Brief: State how many lines in the listing below contain the word "same", with no other words.

Data:
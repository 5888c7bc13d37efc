use crate::domain::Platform;
use crate::sources::{utk, SourceConfig};

const BASE: &str = "https://tickets.udnfunlife.com/";

pub fn source() -> SourceConfig {
    utk::source(
        Platform::Udn,
        BASE,
        &[
            ("展覽/博覽", "https://tickets.udnfunlife.com/application/UTK01/UTK0101_03.aspx?Category=231"),
            ("音樂會/演唱會", "https://tickets.udnfunlife.com/application/UTK01/UTK0101_03.aspx?Category=77"),
            ("戲劇表演", "https://tickets.udnfunlife.com/application/UTK01/UTK0101_03.aspx?Category=116"),
        ],
    )
}
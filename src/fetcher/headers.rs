//! Browser-plausible request header sets.

use rand::Rng;
use reqwest::header::{
    HeaderMap, HeaderName, HeaderValue, ACCEPT, ACCEPT_LANGUAGE, CONNECTION, REFERER,
    UPGRADE_INSECURE_REQUESTS, USER_AGENT,
};

pub const DEFAULT_USER_AGENTS: &[&str] = &[
    "Mozilla/5.0 (Windows NT 10.0; Win64; x64) AppleWebKit/537.36 (KHTML, like Gecko) Chrome/124.0.0.0 Safari/537.36",
    "Mozilla/5.0 (Macintosh; Intel Mac OS X 13_5_1) AppleWebKit/605.1.15 (KHTML, like Gecko) Version/16.5 Safari/605.1.15",
    "Mozilla/5.0 (Windows NT 10.0; Win64; x64) AppleWebKit/537.36 (KHTML, like Gecko) Chrome/123.0.0.0 Safari/537.36 Edg/123.0.0.0",
    "Mozilla/5.0 (X11; Linux x86_64) AppleWebKit/537.36 (KHTML, like Gecko) Chrome/124.0.0.0 Safari/537.36",
    "Mozilla/5.0 (Windows NT 10.0; Win64; x64; rv:125.0) Gecko/20100101 Firefox/125.0",
];

const ACCEPT_HTML: &str =
    "text/html,application/xhtml+xml,application/xml;q=0.9,image/avif,image/webp,*/*;q=0.8";

/// Pick a user agent from the pool; falls back to the built-in list when the
/// configured pool is empty.
pub fn pick_user_agent(pool: &[String]) -> &str {
    if pool.is_empty() {
        let idx = rand::rng().random_range(0..DEFAULT_USER_AGENTS.len());
        return DEFAULT_USER_AGENTS[idx];
    }
    let idx = rand::rng().random_range(0..pool.len());
    &pool[idx]
}

/// Headers for the plain HTTP session.
pub fn basic_headers(user_agent: &str, accept_language: &str) -> HeaderMap {
    let mut headers = HeaderMap::new();
    insert(&mut headers, USER_AGENT, user_agent);
    insert(&mut headers, ACCEPT, ACCEPT_HTML);
    insert(&mut headers, ACCEPT_LANGUAGE, accept_language);
    insert(&mut headers, CONNECTION, "keep-alive");
    headers
}

/// Headers for the stealth session: the basic set plus the client-hint and
/// fetch-metadata headers a real Chromium sends on a top-level navigation.
pub fn stealth_headers(user_agent: &str, accept_language: &str, referer: Option<&str>) -> HeaderMap {
    let mut headers = basic_headers(user_agent, accept_language);
    insert(&mut headers, UPGRADE_INSECURE_REQUESTS, "1");
    insert_named(&mut headers, "sec-fetch-dest", "document");
    insert_named(&mut headers, "sec-fetch-mode", "navigate");
    insert_named(
        &mut headers,
        "sec-fetch-site",
        if referer.is_some() { "same-origin" } else { "none" },
    );
    insert_named(&mut headers, "sec-fetch-user", "?1");

    if let Some((brands, platform)) = client_hints(user_agent) {
        insert_named(&mut headers, "sec-ch-ua", &brands);
        insert_named(&mut headers, "sec-ch-ua-mobile", "?0");
        insert_named(&mut headers, "sec-ch-ua-platform", platform);
    }

    if let Some(referer) = referer {
        insert(&mut headers, REFERER, referer);
    }
    headers
}

/// Client hints matching a Chromium user agent. Firefox and Safari send none.
fn client_hints(user_agent: &str) -> Option<(String, &'static str)> {
    let version = user_agent
        .split("Chrome/")
        .nth(1)?
        .split('.')
        .next()?
        .to_string();

    let brand = if user_agent.contains("Edg/") {
        "Microsoft Edge"
    } else {
        "Google Chrome"
    };

    let platform = if user_agent.contains("Windows") {
        "\"Windows\""
    } else if user_agent.contains("Macintosh") {
        "\"macOS\""
    } else {
        "\"Linux\""
    };

    Some((
        format!(
            "\"Chromium\";v=\"{version}\", \"{brand}\";v=\"{version}\", \"Not-A.Brand\";v=\"99\""
        ),
        platform,
    ))
}

fn insert(headers: &mut HeaderMap, name: HeaderName, value: &str) {
    if let Ok(value) = HeaderValue::from_str(value) {
        headers.insert(name, value);
    }
}

fn insert_named(headers: &mut HeaderMap, name: &'static str, value: &str) {
    insert(headers, HeaderName::from_static(name), value);
}
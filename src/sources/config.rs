use serde::{Deserialize, Serialize};

use crate::domain::Platform;
use crate::fetcher::FetchStrategy;

/// Per-adapter sub-configuration. Plain data; no behaviour lives here.
#[derive(Debug, Clone, Serialize, Deserialize)]
pub struct SourceConfig {
    pub platform: Platform,

    #[serde(default = "default_enabled")]
    pub enabled: bool,

    /// Base URL relative hrefs are resolved against
    pub base_url: String,

    /// Listing pages, fetched in order. Category-partitioned platforms have
    /// one page per category.
    pub pages: Vec<ListingPage>,

    #[serde(default)]
    pub selectors: SelectorSet,

    /// Resolved event URLs must contain this substring
    #[serde(default)]
    pub link_filter: Option<String>,

    /// Fetch strategy chain, tried in order on blocks
    #[serde(default = "default_strategies")]
    pub strategies: Vec<FetchStrategy>,
}

#[derive(Debug, Clone, Serialize, Deserialize)]
pub struct ListingPage {
    #[serde(default)]
    pub category: Option<String>,
    pub url: String,
}

impl ListingPage {
    pub fn new(url: &str) -> Self {
        Self {
            category: None,
            url: url.to_string(),
        }
    }

    pub fn category(category: &str, url: &str) -> Self {
        Self {
            category: Some(category.to_string()),
            url: url.to_string(),
        }
    }
}

/// CSS selectors in priority order: the first one that matches wins, the
/// rest are fallbacks for when the page structure drifts.
#[derive(Debug, Clone, Default, Serialize, Deserialize)]
#[serde(default)]
pub struct SelectorSet {
    /// Event entry containers
    pub items: Vec<String>,
    /// Title, relative to an entry
    pub title: Vec<String>,
    /// Detail link, relative to an entry. An entry that is itself an anchor
    /// is its own link.
    pub link: Vec<String>,
    /// Thumbnail, relative to an entry
    pub image: Vec<String>,
    /// Schedule text, relative to an entry
    pub date: Vec<String>,
}

fn default_enabled() -> bool {
    true
}

fn default_strategies() -> Vec<FetchStrategy> {
    vec![FetchStrategy::Http]
}

pub(crate) fn strings(list: &[&str]) -> Vec<String> {
    list.iter().map(|s| s.to_string()).collect()
}
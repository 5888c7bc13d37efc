//! Best-effort venue and date extraction from title text.

use once_cell::sync::Lazy;
use regex::Regex;

static LOCATION_PATTERNS: Lazy<Vec<Regex>> = Lazy::new(|| {
    [
        // "... @ 華山1914文創園區"
        r"[@＠]\s*(?P<v>[^@＠|｜]+)",
        // named venues
        r"(?P<v>[\p{Han}A-Za-z0-9]{0,6}(?:國家音樂廳|國家戲劇院|音樂廳|演奏廳|戲劇院|藝術中心|文化中心|展覽館|展演中心|體育館|小巨蛋|巨蛋|Legacy|Zepp\s?\w*))",
        // "台北場", "高雄站"
        r"(?P<v>(?:台北|臺北|新北|桃園|新竹|台中|臺中|台南|臺南|高雄|基隆|嘉義|屏東|宜蘭|花蓮|台東|臺東|澎湖|金門)(?:場|站))",
    ]
    .into_iter()
    .map(|p| Regex::new(p).expect("valid location pattern"))
    .collect()
});

static DATE_PATTERNS: Lazy<Vec<Regex>> = Lazy::new(|| {
    [
        r"(?P<v>\d{4}\s*[/.\-年]\s*\d{1,2}\s*[/.\-月]\s*\d{1,2}\s*日?)",
        r"(?P<v>\d{1,2}\s*月\s*\d{1,2}\s*日)",
        r"(?P<v>\b\d{1,2}/\d{1,2}\b)",
    ]
    .into_iter()
    .map(|p| Regex::new(p).expect("valid date pattern"))
    .collect()
});

fn first_capture(patterns: &[Regex], text: &str) -> Option<String> {
    patterns.iter().find_map(|re| {
        re.captures(text)
            .and_then(|caps| caps.name("v"))
            .map(|m| m.as_str().trim().to_string())
            .filter(|v| !v.is_empty())
    })
}

pub fn extract_location(title: &str) -> Option<String> {
    first_capture(&LOCATION_PATTERNS, title)
}

pub fn extract_date(title: &str) -> Option<String> {
    first_capture(&DATE_PATTERNS, title)
}

#[cfg(test)]
mod tests {
    use super::*;

    #[test]
    fn test_location_after_at_sign() {
        assert_eq!(
            extract_location("莫內光影特展 @ 中正紀念堂").as_deref(),
            Some("中正紀念堂")
        );
    }

    #[test]
    fn test_location_named_venue() {
        assert_eq!(
            extract_location("李宗盛 台北小巨蛋演唱會").as_deref(),
            Some("台北小巨蛋")
        );
        assert_eq!(
            extract_location("管風琴之夜 國家音樂廳").as_deref(),
            Some("國家音樂廳")
        );
    }

    #[test]
    fn test_location_city_stop() {
        assert_eq!(extract_location("秋季巡迴 台北場").as_deref(), Some("台北場"));
    }

    #[test]
    fn test_location_none() {
        assert_eq!(extract_location("NSO 國家交響樂團 2026 樂季開幕"), None);
    }

    #[test]
    fn test_dates() {
        assert_eq!(
            extract_date("跨年晚會 2026/12/31").as_deref(),
            Some("2026/12/31")
        );
        assert_eq!(
            extract_date("2026年1月1日 新年音樂會").as_deref(),
            Some("2026年1月1日")
        );
        assert_eq!(extract_date("聖誕特別場 12月24日").as_deref(), Some("12月24日"));
        assert_eq!(extract_date("快閃 5/20 限定").as_deref(), Some("5/20"));
    }

    #[test]
    fn test_date_none() {
        assert_eq!(extract_date("NSO 國家交響樂團 2026 樂季開幕"), None);
    }
}
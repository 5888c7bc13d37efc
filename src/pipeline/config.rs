use std::time::Duration;

use serde::{Deserialize, Serialize};

use crate::politeness::DelayRange;

#[derive(Debug, Clone, Serialize, Deserialize)]
#[serde(default)]
pub struct PipelineConfig {
    /// Adapters allowed to run at the same time (default: 3)
    pub workers: usize,

    /// Wall-clock budget for the fetch phase in seconds (default: 900)
    pub deadline_secs: u64,

    /// Pause a worker takes after an adapter before picking up the next one
    pub adapter_delay: DelayRange,

    /// Pause between the listing pages of one adapter
    pub category_delay: DelayRange,
}

impl Default for PipelineConfig {
    fn default() -> Self {
        Self {
            workers: 3,
            deadline_secs: 900,
            adapter_delay: DelayRange::new(1000, 2200),
            category_delay: DelayRange::new(1000, 2000),
        }
    }
}

impl PipelineConfig {
    pub fn deadline(&self) -> Duration {
        Duration::from_secs(self.deadline_secs)
    }
}

#[cfg(test)]
mod tests {
    use super::*;

    #[test]
    fn test_defaults() {
        let config = PipelineConfig::default();
        assert_eq!(config.workers, 3);
        assert_eq!(config.deadline(), Duration::from_secs(900));
        assert_eq!(config.category_delay, DelayRange::new(1000, 2000));
    }

    #[test]
    fn test_partial_toml() {
        let config: PipelineConfig = toml::from_str(
            r#"
            workers = 1
            [adapter_delay]
            min_ms = 0
            max_ms = 10
            "#,
        )
        .unwrap();
        assert_eq!(config.workers, 1);
        assert_eq!(config.adapter_delay, DelayRange::new(0, 10));
        assert_eq!(config.deadline_secs, 900);
    }
}
use crate::domain::Platform;
use crate::fetcher::FetchStrategy;
use crate::sources::config::strings;
use crate::sources::{ListingPage, SelectorSet, SourceConfig};

pub fn source() -> SourceConfig {
    SourceConfig {
        platform: Platform::Eventgo,
        enabled: true,
        base_url: "https://eventgo.bnextmedia.com.tw/".to_string(),
        pages: vec![ListingPage::new("https://eventgo.bnextmedia.com.tw/event/list")],
        selectors: SelectorSet {
            items: strings(&["div.event-card, li.event-item", "div.card", "article"]),
            title: strings(&["h3.event-title, .event-title", "h3", ".title"]),
            link: strings(&[r#"a[href*="event/detail"]"#]),
            image: strings(&["img.event-img", "img"]),
            date: strings(&[".event-date", ".date", "time"]),
        },
        link_filter: Some("event/detail".to_string()),
        strategies: vec![FetchStrategy::Http, FetchStrategy::Browser],
    }
}

#[cfg(test)]
mod tests {
    use super::*;
    use crate::politeness::DelayRange;
    use crate::sources::ListingAdapter;

    const FIXTURE: &str = r#"
    <section>
      <div class="card">
        <a href="/event/detail/20261"><img class="event-img" src="/upload/20261.webp"></a>
        <h3>AI 應用高峰論壇</h3>
        <time>2026-11-12</time>
      </div>
      <div class="card">
        <a href="/event/list?page=2">下一頁</a>
      </div>
    </section>"#;

    #[test]
    fn test_parses_cards_with_fallback_selectors() {
        let adapter = ListingAdapter::new(source(), DelayRange::none()).unwrap();
        let events = adapter.parse_page(FIXTURE, None);

        assert_eq!(events.len(), 1);
        assert_eq!(events[0].title, "AI 應用高峰論壇");
        assert_eq!(
            events[0].url,
            "https://eventgo.bnextmedia.com.tw/event/detail/20261"
        );
        assert_eq!(
            events[0].image,
            "https://eventgo.bnextmedia.com.tw/upload/20261.webp"
        );
        assert_eq!(events[0].start_time.as_deref(), Some("2026-11-12"));
    }
}
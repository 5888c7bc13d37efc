use std::fmt;
use std::str::FromStr;

use serde::{Deserialize, Serialize};

/// The ticketing platforms with a built-in adapter.
#[derive(Debug, Clone, Copy, PartialEq, Eq, Hash, Serialize, Deserialize)]
#[serde(rename_all = "lowercase")]
pub enum Platform {
    Opentix,
    Kham,
    Udn,
    Ibon,
    Kktix,
    Tixcraft,
    Era,
    Eventgo,
}

impl Platform {
    /// Default adapter execution order.
    pub const ALL: [Platform; 8] = [
        Platform::Opentix,
        Platform::Kham,
        Platform::Udn,
        Platform::Ibon,
        Platform::Kktix,
        Platform::Tixcraft,
        Platform::Era,
        Platform::Eventgo,
    ];

    /// Stable ASCII key used in config files and on the command line.
    pub fn key(&self) -> &'static str {
        match self {
            Platform::Opentix => "opentix",
            Platform::Kham => "kham",
            Platform::Udn => "udn",
            Platform::Ibon => "ibon",
            Platform::Kktix => "kktix",
            Platform::Tixcraft => "tixcraft",
            Platform::Era => "era",
            Platform::Eventgo => "eventgo",
        }
    }

    /// Display label written to the `platform` column.
    pub fn label(&self) -> &'static str {
        match self {
            Platform::Opentix => "OPENTIX",
            Platform::Kham => "寬宏",
            Platform::Udn => "UDN",
            Platform::Ibon => "iBon",
            Platform::Kktix => "KKTIX",
            Platform::Tixcraft => "拓元",
            Platform::Era => "年代",
            Platform::Eventgo => "Event GO",
        }
    }
}

impl fmt::Display for Platform {
    fn fmt(&self, f: &mut fmt::Formatter<'_>) -> fmt::Result {
        f.write_str(self.label())
    }
}

impl FromStr for Platform {
    type Err = String;

    /// Accepts either the ASCII key or the display label.
    fn from_str(s: &str) -> Result<Self, Self::Err> {
        let needle = s.trim();
        Platform::ALL
            .into_iter()
            .find(|p| p.key().eq_ignore_ascii_case(needle) || p.label() == needle)
            .ok_or_else(|| format!("Unknown platform: {}", s))
    }
}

Task output: 2